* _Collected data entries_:

☆ ☆ ☆ ☆ ☆

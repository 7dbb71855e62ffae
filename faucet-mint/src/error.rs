//! Mint relay error types.

use thiserror::Error;

/// Upstream mint relay errors.
#[derive(Error, Debug)]
pub enum MintError {
    /// Could not reach the mint service (connect failure or timeout).
    #[error("mint connection failed: {0}")]
    Connection(String),

    /// The mint returned a non-success HTTP status.
    #[error("mint returned HTTP {code}: {body}")]
    Status { code: u16, body: String },

    /// The mint response body was not valid JSON.
    #[error("mint response malformed: {0}")]
    BadResponse(String),
}

/// Result alias for mint relay operations.
pub type MintResult<T> = Result<T, MintError>;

☆ ☆ ☆ ☆ ☆

* _THE PROBLEM_: Give back all of the data exactly, with every line intact.

* _WRITTEN RESPONSE_:
repository 7dbb71855e62ffae
filename faucet-mint/src/error.rs
//! Mint relay error types.

use thiserror::Error;

/// Upstream mint relay errors.
#[derive(Error, Debug)]
pub enum MintError {
    /// Could not reach the mint service (connect failure or timeout).
    #[error("mint connection failed: {0}")]
    Connection(String),

    /// The mint returned a non-success HTTP status.
    #[error("mint returned HTTP {code}: {body}")]
    Status { code: u16, body: String },

    /// The mint response body was not valid JSON.
    #[error("mint response malformed: {0}")]
    BadResponse(String),
}

/// Result alias for mint relay operations.
pub type MintResult<T> = Result<T, MintError>;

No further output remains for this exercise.